→ Problem statement: This task calls for copying every line in the data below that contains the word "StoreStats".

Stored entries

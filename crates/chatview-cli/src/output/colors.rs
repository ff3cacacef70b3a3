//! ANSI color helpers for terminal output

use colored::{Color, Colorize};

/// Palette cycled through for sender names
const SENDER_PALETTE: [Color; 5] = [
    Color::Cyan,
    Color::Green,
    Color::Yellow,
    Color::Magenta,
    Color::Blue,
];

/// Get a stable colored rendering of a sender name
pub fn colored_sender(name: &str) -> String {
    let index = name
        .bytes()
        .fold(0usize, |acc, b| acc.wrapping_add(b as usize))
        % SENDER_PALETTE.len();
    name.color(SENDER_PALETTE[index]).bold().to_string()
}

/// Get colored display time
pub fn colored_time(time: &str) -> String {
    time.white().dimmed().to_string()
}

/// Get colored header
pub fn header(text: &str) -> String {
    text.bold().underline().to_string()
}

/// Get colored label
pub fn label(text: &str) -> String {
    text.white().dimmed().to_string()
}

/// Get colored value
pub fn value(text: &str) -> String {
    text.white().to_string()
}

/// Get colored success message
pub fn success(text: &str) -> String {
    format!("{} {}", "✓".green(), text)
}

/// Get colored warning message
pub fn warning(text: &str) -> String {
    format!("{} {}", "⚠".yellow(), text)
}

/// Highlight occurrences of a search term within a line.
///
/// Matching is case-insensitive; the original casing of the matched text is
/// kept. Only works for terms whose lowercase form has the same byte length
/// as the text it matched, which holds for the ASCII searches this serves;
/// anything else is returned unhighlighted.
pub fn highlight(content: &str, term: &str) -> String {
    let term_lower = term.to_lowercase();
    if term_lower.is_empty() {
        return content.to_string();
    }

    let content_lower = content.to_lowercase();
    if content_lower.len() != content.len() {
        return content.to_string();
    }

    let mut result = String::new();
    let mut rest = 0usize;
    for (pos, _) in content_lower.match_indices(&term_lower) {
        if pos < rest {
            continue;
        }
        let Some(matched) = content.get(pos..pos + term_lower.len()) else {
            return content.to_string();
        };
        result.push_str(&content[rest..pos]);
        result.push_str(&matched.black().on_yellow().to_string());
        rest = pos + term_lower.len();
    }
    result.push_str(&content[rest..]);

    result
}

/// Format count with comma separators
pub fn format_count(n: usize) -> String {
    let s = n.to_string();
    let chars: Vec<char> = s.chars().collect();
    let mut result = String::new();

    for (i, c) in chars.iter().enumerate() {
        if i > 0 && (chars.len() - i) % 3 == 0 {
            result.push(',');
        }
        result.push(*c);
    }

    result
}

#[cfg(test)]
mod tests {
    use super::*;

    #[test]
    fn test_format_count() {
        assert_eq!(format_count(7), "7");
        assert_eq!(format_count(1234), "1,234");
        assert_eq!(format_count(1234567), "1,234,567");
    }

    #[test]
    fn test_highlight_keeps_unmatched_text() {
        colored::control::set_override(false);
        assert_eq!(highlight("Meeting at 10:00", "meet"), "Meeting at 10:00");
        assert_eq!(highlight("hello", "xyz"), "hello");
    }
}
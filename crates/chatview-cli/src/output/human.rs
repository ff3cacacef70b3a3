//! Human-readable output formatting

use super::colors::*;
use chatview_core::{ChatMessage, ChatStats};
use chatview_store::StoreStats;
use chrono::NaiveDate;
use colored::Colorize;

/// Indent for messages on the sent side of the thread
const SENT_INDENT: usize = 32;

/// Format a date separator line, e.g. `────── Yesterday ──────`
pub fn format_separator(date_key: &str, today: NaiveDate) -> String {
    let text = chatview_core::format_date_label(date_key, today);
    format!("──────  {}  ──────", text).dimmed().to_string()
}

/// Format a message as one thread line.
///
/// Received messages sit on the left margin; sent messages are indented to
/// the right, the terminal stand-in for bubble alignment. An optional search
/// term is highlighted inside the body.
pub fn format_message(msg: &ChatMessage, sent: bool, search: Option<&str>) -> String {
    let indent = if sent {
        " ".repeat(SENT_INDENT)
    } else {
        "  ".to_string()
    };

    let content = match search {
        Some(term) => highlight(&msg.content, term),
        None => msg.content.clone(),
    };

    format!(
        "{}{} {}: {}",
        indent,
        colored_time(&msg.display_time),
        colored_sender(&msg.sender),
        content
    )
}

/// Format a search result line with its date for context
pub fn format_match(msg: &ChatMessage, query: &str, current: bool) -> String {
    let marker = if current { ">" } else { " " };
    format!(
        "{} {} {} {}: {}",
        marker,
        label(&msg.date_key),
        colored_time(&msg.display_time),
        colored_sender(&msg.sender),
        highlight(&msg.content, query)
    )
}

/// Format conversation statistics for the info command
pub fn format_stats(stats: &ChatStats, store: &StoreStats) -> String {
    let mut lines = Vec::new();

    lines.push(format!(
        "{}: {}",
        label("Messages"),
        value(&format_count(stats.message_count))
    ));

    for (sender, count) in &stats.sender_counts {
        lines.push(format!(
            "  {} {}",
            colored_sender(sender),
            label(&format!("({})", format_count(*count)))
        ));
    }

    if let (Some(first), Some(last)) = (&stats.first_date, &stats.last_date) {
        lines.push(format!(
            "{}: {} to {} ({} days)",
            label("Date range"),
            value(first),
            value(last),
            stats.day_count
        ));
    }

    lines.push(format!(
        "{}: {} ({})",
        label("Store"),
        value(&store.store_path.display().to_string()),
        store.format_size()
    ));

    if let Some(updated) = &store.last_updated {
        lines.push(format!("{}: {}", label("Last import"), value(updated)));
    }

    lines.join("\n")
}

...

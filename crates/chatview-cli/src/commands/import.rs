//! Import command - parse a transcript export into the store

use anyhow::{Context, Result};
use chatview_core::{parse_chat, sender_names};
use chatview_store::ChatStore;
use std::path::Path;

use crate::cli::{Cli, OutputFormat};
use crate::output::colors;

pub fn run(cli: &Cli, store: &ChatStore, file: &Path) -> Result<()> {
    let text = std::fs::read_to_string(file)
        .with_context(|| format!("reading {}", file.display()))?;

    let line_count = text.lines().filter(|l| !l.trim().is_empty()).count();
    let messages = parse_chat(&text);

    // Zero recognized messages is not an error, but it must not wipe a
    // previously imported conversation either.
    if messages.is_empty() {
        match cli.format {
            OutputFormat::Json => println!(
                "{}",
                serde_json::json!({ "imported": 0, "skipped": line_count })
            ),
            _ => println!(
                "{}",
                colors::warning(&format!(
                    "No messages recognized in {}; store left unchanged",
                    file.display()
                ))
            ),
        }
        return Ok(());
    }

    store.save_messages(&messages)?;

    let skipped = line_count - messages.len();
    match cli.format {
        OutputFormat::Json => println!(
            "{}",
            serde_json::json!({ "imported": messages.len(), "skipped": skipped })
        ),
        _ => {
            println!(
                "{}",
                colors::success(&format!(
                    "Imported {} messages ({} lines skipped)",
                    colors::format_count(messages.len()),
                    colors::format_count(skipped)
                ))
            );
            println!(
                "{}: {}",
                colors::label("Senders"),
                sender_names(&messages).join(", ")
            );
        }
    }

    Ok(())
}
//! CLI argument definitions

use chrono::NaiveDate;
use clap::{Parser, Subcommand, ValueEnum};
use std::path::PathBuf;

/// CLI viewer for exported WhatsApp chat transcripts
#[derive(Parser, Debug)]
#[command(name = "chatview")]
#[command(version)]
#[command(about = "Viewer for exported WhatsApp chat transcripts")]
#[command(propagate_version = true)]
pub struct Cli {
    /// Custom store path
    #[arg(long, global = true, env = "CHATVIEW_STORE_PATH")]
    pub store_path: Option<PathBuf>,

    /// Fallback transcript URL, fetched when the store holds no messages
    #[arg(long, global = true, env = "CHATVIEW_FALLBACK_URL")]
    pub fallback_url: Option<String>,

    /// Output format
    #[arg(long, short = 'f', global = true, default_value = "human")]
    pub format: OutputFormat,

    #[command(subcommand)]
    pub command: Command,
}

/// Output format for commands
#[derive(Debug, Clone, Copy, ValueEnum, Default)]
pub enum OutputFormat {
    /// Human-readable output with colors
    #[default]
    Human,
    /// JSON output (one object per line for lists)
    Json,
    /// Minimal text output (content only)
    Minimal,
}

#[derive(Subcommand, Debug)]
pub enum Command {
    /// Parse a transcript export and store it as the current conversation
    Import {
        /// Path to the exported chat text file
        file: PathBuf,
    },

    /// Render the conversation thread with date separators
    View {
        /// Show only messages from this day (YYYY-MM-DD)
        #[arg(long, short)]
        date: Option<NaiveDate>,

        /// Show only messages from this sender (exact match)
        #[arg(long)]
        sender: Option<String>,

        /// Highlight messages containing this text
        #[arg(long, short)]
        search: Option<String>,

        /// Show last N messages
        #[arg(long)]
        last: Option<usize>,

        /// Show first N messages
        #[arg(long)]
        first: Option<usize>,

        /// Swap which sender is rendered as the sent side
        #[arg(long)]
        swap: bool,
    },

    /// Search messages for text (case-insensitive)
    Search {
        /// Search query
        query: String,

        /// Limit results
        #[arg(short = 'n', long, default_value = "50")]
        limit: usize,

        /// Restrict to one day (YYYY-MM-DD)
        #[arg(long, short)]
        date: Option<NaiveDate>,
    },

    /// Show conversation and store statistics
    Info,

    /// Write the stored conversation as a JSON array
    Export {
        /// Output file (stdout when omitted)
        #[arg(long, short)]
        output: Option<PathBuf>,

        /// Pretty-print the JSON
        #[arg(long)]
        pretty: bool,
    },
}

...

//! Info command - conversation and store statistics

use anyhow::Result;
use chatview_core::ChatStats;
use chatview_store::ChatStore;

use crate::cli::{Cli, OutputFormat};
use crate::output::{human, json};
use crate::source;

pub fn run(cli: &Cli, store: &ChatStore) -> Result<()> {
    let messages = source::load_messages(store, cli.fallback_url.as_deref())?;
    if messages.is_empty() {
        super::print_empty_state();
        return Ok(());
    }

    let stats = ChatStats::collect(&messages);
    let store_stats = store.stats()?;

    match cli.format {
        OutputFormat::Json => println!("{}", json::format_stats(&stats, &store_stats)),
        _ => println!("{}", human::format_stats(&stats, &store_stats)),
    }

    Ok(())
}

→ Reply:
use chatview_store::StoreStats;
pub fn format_stats(stats: &ChatStats, store: &StoreStats) -> String {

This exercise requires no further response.